*ACTION ITEM*.
Using the records below, write out again exactly the lines that begin at the line containing "rectangular A3-A4 raster." and end at the line containing "for &a3 in &a3_unique", and no other lines.

*MATERIAL FOR THIS TASK*.
☆ ☆ ☆ ☆
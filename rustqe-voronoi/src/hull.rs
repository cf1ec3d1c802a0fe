//! Boundary polygon construction for A3-A4 raster scans.

use geo::{ConvexHull, MultiPoint, Point, Polygon};

use rustqe_core::{Error, Result};

/// Sorted unique values of one angular axis.
fn unique_sorted(values: &[f64]) -> Vec<f64> {
    let mut sorted = values.to_vec();
    sorted.sort_by(f64::total_cmp);
    sorted.dedup();
    sorted
}

/// Builds the enclosing boundary polygon of a rectangular A3-A4 raster.
///
/// The raster's unique axis values are padded outward by half the first
/// and last spacing on each axis: four strips (left, right, bottom, top)
/// plus the four outer corners. The convex hull of the padded strips is
/// returned, which places every measurement point strictly inside the
/// boundary; the tessellation step requires that.
///
/// # Errors
/// [`Error::DegenerateRaster`] when an axis has fewer than 2 unique
/// values, since no spacing can be derived.
pub fn hull_boundary(a3: &[f64], a4: &[f64]) -> Result<Polygon<f64>> {
    let a3_unique = unique_sorted(a3);
    let a4_unique = unique_sorted(a4);
    if a3_unique.len() < 2 {
        return Err(Error::DegenerateRaster {
            axis: "A3",
            unique: a3_unique.len(),
        });
    }
    if a4_unique.len() < 2 {
        return Err(Error::DegenerateRaster {
            axis: "A4",
            unique: a4_unique.len(),
        });
    }

    let a3_pad = [
        0.5 * (a3_unique[1] - a3_unique[0]),
        0.5 * (a3_unique[a3_unique.len() - 1] - a3_unique[a3_unique.len() - 2]),
    ];
    let a4_pad = [
        0.5 * (a4_unique[1] - a4_unique[0]),
        0.5 * (a4_unique[a4_unique.len() - 1] - a4_unique[a4_unique.len() - 2]),
    ];

    let left = a3_unique[0] - a3_pad[0];
    let right = a3_unique[a3_unique.len() - 1] + a3_pad[1];
    let bottom = a4_unique[0] - a4_pad[0];
    let top = a4_unique[a4_unique.len() - 1] + a4_pad[1];

    let mut padded = Vec::with_capacity(2 * (a3_unique.len() + a4_unique.len()) + 4);
    for &a4 in &a4_unique {
        padded.push(Point::new(left, a4));
        padded.push(Point::new(right, a4));
    }
    for &a3 in &a3_unique {
        padded.push(Point::new(a3, bottom));
        padded.push(Point::new(a3, top));
    }
    padded.extend([
        Point::new(left, bottom),
        Point::new(left, top),
        Point::new(right, bottom),
        Point::new(right, top),
    ]);

    Ok(MultiPoint::new(padded).convex_hull())
}
//! A3-A4 raster pipeline: from scan files to Q-space pixel patches.
//!
//! Multiple scan files are combined into one tessellated raster: file
//! attributes are checked for compatibility, measurement positions from
//! all files are merged (duplicates summed/averaged), pixels are built
//! by Voronoi tessellation, matched back to the measurement ordering,
//! and finally projected into Q space per energy plane.

use std::collections::hash_map::Entry;
use std::collections::HashMap;

use geo::{LineString, Polygon};
use log::debug;
use ndarray::Array2;

use rustqe_core::{Error, Result};

use crate::hull::hull_boundary;
use crate::tessellation::{match_to_points, tessellate};

/// Conversion factor from sqrt(meV) to 1/Å: `k = 0.694692 * sqrt(E)`.
pub const K_CONVERSION: f64 = 0.694_692;

/// Attributes of one scan file compared before files may be combined.
#[derive(Debug, Clone, Copy, PartialEq)]
#[cfg_attr(feature = "serde", derive(serde::Serialize, serde::Deserialize))]
pub struct ScanMetadata {
    /// Incident energy Ei in meV.
    pub incident_energy: f64,
    /// Sample temperature in K, if recorded.
    pub temperature: Option<f64>,
    /// Applied magnetic field in T, if recorded.
    pub magnetic_field: Option<f64>,
    /// Applied electric field in V/m, if recorded.
    pub electric_field: Option<f64>,
    /// Software binning factor of the file.
    pub binning: u32,
}

/// Tolerances within which two scan files count as equal.
#[derive(Debug, Clone, Copy, PartialEq)]
#[cfg_attr(feature = "serde", derive(serde::Serialize, serde::Deserialize))]
pub struct FileTolerances {
    /// Allowed difference in incident energy, meV.
    pub incident_energy: f64,
    /// Allowed difference in temperature, K.
    pub temperature: f64,
    /// Allowed difference in magnetic field, T.
    pub magnetic_field: f64,
    /// Allowed difference in electric field, V/m.
    pub electric_field: f64,
}

impl Default for FileTolerances {
    fn default() -> Self {
        Self {
            incident_energy: 0.05,
            temperature: 0.2,
            magnetic_field: 0.2,
            electric_field: 0.2,
        }
    }
}

impl FileTolerances {
    /// Creates tolerances with default values.
    #[must_use]
    pub fn new() -> Self {
        Self::default()
    }

    /// Sets the incident-energy tolerance.
    #[must_use]
    pub fn with_incident_energy(mut self, tolerance: f64) -> Self {
        self.incident_energy = tolerance;
        self
    }

    /// Sets the temperature tolerance.
    #[must_use]
    pub fn with_temperature(mut self, tolerance: f64) -> Self {
        self.temperature = tolerance;
        self
    }

    /// Sets the magnetic-field tolerance.
    #[must_use]
    pub fn with_magnetic_field(mut self, tolerance: f64) -> Self {
        self.magnetic_field = tolerance;
        self
    }

    /// Sets the electric-field tolerance.
    #[must_use]
    pub fn with_electric_field(mut self, tolerance: f64) -> Self {
        self.electric_field = tolerance;
        self
    }
}

/// One converted scan file, reduced to what the raster pipeline needs.
///
/// The data arrays have one row per (A3, A4) measurement position (A3
/// outer, A4 inner, matching a row-major meshgrid) and one column per
/// energy plane.
#[derive(Debug, Clone)]
pub struct RasterScan {
    /// File attributes compared before combining.
    pub metadata: ScanMetadata,
    /// Sample rotation steps, degrees.
    pub a3: Vec<f64>,
    /// Instrument detector angles, degrees, one per detector column.
    pub a4: Vec<f64>,
    /// Detector counts, shape (positions, planes).
    pub intensity: Array2<f64>,
    /// Per-pixel sensitivity correction; NaN marks masked pixels.
    pub normalization: Array2<f64>,
    /// Monitor counts, shape (positions, planes).
    pub monitor: Array2<f64>,
    /// Mean energy transfer per plane, meV.
    pub plane_energies: Vec<f64>,
}

impl RasterScan {
    /// The (A3, A4) measurement positions of this file in row order.
    #[must_use]
    pub fn points(&self) -> Vec<[f64; 2]> {
        let mut points = Vec::with_capacity(self.a3.len() * self.a4.len());
        for &a3 in &self.a3 {
            for &a4 in &self.a4 {
                points.push([a3, a4]);
            }
        }
        points
    }

    /// Checks the data arrays against the angle axes.
    ///
    /// # Errors
    /// [`Error::ShapeMismatch`] naming the offending array.
    pub fn validate(&self) -> Result<()> {
        let rows = self.a3.len() * self.a4.len();
        let planes = self.plane_energies.len();
        for (column, shape) in [
            ("intensity", self.intensity.dim()),
            ("normalization", self.normalization.dim()),
            ("monitor", self.monitor.dim()),
        ] {
            if shape.0 != rows {
                return Err(Error::ShapeMismatch {
                    column,
                    expected: rows,
                    found: shape.0,
                });
            }
            if shape.1 != planes {
                return Err(Error::ShapeMismatch {
                    column,
                    expected: planes,
                    found: shape.1,
                });
            }
        }
        Ok(())
    }
}

fn is_close(a: f64, b: f64, tolerance: f64) -> bool {
    (a - b).abs() <= tolerance
}

fn options_close(a: Option<f64>, b: Option<f64>, tolerance: f64) -> bool {
    match (a, b) {
        (None, None) => true,
        (Some(x), Some(y)) => is_close(x, y, tolerance),
        _ => false,
    }
}

/// Verifies that all files agree on the attributes that must match
/// before their rasters may be combined.
///
/// # Errors
/// [`Error::IncompatibleFiles`] naming every differing attribute,
/// [`Error::NoScanFiles`] for an empty file list.
pub fn check_compatible(files: &[RasterScan], tolerances: FileTolerances) -> Result<()> {
    let Some((first, rest)) = files.split_first() else {
        return Err(Error::NoScanFiles);
    };
    let m0 = &first.metadata;
    let mut differing: Vec<&'static str> = Vec::new();
    if !rest
        .iter()
        .all(|f| is_close(m0.incident_energy, f.metadata.incident_energy, tolerances.incident_energy))
    {
        differing.push("Ei");
    }
    if !rest
        .iter()
        .all(|f| options_close(m0.temperature, f.metadata.temperature, tolerances.temperature))
    {
        differing.push("temperature");
    }
    if !rest.iter().all(|f| {
        options_close(m0.magnetic_field, f.metadata.magnetic_field, tolerances.magnetic_field)
    }) {
        differing.push("magnetic field");
    }
    if !rest.iter().all(|f| {
        options_close(m0.electric_field, f.metadata.electric_field, tolerances.electric_field)
    }) {
        differing.push("electric field");
    }
    if !rest.iter().all(|f| m0.binning == f.metadata.binning) {
        differing.push("binning");
    }
    if differing.is_empty() {
        Ok(())
    } else {
        Err(Error::IncompatibleFiles(differing))
    }
}

/// The tessellated raster of one or more combined scan files.
///
/// `polygons[i]` is the pixel of `points[i]`, and row `i` of the data
/// arrays holds that pixel's per-plane aggregates.
#[derive(Debug, Clone)]
pub struct RasterTessellation {
    /// Measurement positions (A3, A4), merged across files.
    pub points: Vec<[f64; 2]>,
    /// One pixel polygon per point, in point order, in A3-A4 space.
    pub polygons: Vec<Polygon<f64>>,
    /// Detector counts, shape (points, planes).
    pub intensity: Array2<f64>,
    /// Sensitivity correction, shape (points, planes).
    pub normalization: Array2<f64>,
    /// Monitor counts, shape (points, planes).
    pub monitor: Array2<f64>,
    /// Mean energy transfer per plane, meV.
    pub plane_energies: Vec<f64>,
    /// Incident energy of the combined files, meV.
    pub incident_energy: f64,
}

impl RasterTessellation {
    /// Corrected intensity per pixel for one plane or a combination.
    ///
    /// A single plane uses `I / (norm * monitor)` directly; combined
    /// planes sum intensity and monitor while averaging normalization,
    /// all NaN-ignoring, then form the same ratio. Masked pixels yield
    /// NaN, zero monitor yields inf; neither is clamped.
    ///
    /// # Panics
    /// Panics if any plane index is out of bounds.
    #[must_use]
    pub fn plane_intensity(&self, planes: &[usize]) -> Vec<f64> {
        let n = self.points.len();
        let mut out = Vec::with_capacity(n);
        for row in 0..n {
            let value = if let [plane] = planes {
                let i = self.intensity[[row, *plane]];
                let norm = self.normalization[[row, *plane]];
                let mon = self.monitor[[row, *plane]];
                i / (norm * mon)
            } else {
                let i: f64 = planes
                    .iter()
                    .map(|&p| self.intensity[[row, p]])
                    .filter(|v| !v.is_nan())
                    .sum();
                let mon: f64 = planes
                    .iter()
                    .map(|&p| self.monitor[[row, p]])
                    .filter(|v| !v.is_nan())
                    .sum();
                let norm = nan_mean(planes.iter().map(|&p| self.normalization[[row, p]]));
                i / (norm * mon)
            };
            out.push(value);
        }
        out
    }

    /// Mean energy of a plane combination.
    ///
    /// # Panics
    /// Panics if any plane index is out of bounds.
    #[must_use]
    pub fn plane_energy(&self, planes: &[usize]) -> f64 {
        #[allow(clippy::cast_precision_loss)]
        let n = planes.len() as f64;
        planes.iter().map(|&p| self.plane_energies[p]).sum::<f64>() / n
    }

    /// Projects every pixel polygon into Q space for one energy plane.
    ///
    /// Each vertex (a3, a4) maps through the scattering triangle:
    /// `qx' = ki - kf cos(a4)`, `qy' = -kf sin(a4)`, rotated by a3, with
    /// `ki = K * sqrt(Ei)` and `kf = K * sqrt(Ei - E_plane)`.
    ///
    /// # Panics
    /// Panics if `plane` is out of bounds.
    #[must_use]
    pub fn q_patches(&self, plane: usize) -> Vec<Polygon<f64>> {
        let ki = K_CONVERSION * self.incident_energy.sqrt();
        let kf = K_CONVERSION * (self.incident_energy - self.plane_energies[plane]).sqrt();
        self.polygons
            .iter()
            .map(|polygon| {
                let ring: Vec<(f64, f64)> = polygon
                    .exterior()
                    .0
                    .iter()
                    .map(|c| {
                        let theta = c.x.to_radians();
                        let a4 = c.y.to_radians();
                        let qx = ki - kf * a4.cos();
                        let qy = -kf * a4.sin();
                        (
                            qx * theta.cos() - qy * theta.sin(),
                            qy * theta.cos() + qx * theta.sin(),
                        )
                    })
                    .collect();
                Polygon::new(LineString::from(ring), vec![])
            })
            .collect()
    }
}

fn nan_mean(values: impl Iterator<Item = f64>) -> f64 {
    let mut sum = 0.0;
    let mut count = 0usize;
    for v in values {
        if !v.is_nan() {
            sum += v;
            count += 1;
        }
    }
    if count == 0 {
        f64::NAN
    } else {
        #[allow(clippy::cast_precision_loss)]
        let n = count as f64;
        sum / n
    }
}

/// NaN-ignoring mean of two values; NaN only when both are NaN.
fn nan_mean_pair(a: f64, b: f64) -> f64 {
    match (a.is_nan(), b.is_nan()) {
        (true, true) => f64::NAN,
        (true, false) => b,
        (false, true) => a,
        (false, false) => 0.5 * (a + b),
    }
}

fn point_key(p: [f64; 2]) -> (u64, u64) {
    (p[0].to_bits(), p[1].to_bits())
}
☆ ☆ ☆ ☆
*REPLY*.
/// Builds the enclosing boundary polygon of a rectangular A3-A4 raster.
///
/// The raster's unique axis values are padded outward by half the first
/// and last spacing on each axis: four strips (left, right, bottom, top)
/// plus the four outer corners. The convex hull of the padded strips is
/// returned, which places every measurement point strictly inside the
/// boundary; the tessellation step requires that.
///
/// # Errors
/// [`Error::DegenerateRaster`] when an axis has fewer than 2 unique
/// values, since no spacing can be derived.
pub fn hull_boundary(a3: &[f64], a4: &[f64]) -> Result<Polygon<f64>> {
    let a3_unique = unique_sorted(a3);
    let a4_unique = unique_sorted(a4);
    if a3_unique.len() < 2 {
        return Err(Error::DegenerateRaster {
            axis: "A3",
            unique: a3_unique.len(),
        });
    }
    if a4_unique.len() < 2 {
        return Err(Error::DegenerateRaster {
            axis: "A4",
            unique: a4_unique.len(),
        });
    }

    let a3_pad = [
        0.5 * (a3_unique[1] - a3_unique[0]),
        0.5 * (a3_unique[a3_unique.len() - 1] - a3_unique[a3_unique.len() - 2]),
    ];
    let a4_pad = [
        0.5 * (a4_unique[1] - a4_unique[0]),
        0.5 * (a4_unique[a4_unique.len() - 1] - a4_unique[a4_unique.len() - 2]),
    ];

    let left = a3_unique[0] - a3_pad[0];
    let right = a3_unique[a3_unique.len() - 1] + a3_pad[1];
    let bottom = a4_unique[0] - a4_pad[0];
    let top = a4_unique[a4_unique.len() - 1] + a4_pad[1];

    let mut padded = Vec::with_capacity(2 * (a3_unique.len() + a4_unique.len()) + 4);
    for &a4 in &a4_unique {
        padded.push(Point::new(left, a4));
        padded.push(Point::new(right, a4));
    }
    for &a3 in &a3_unique {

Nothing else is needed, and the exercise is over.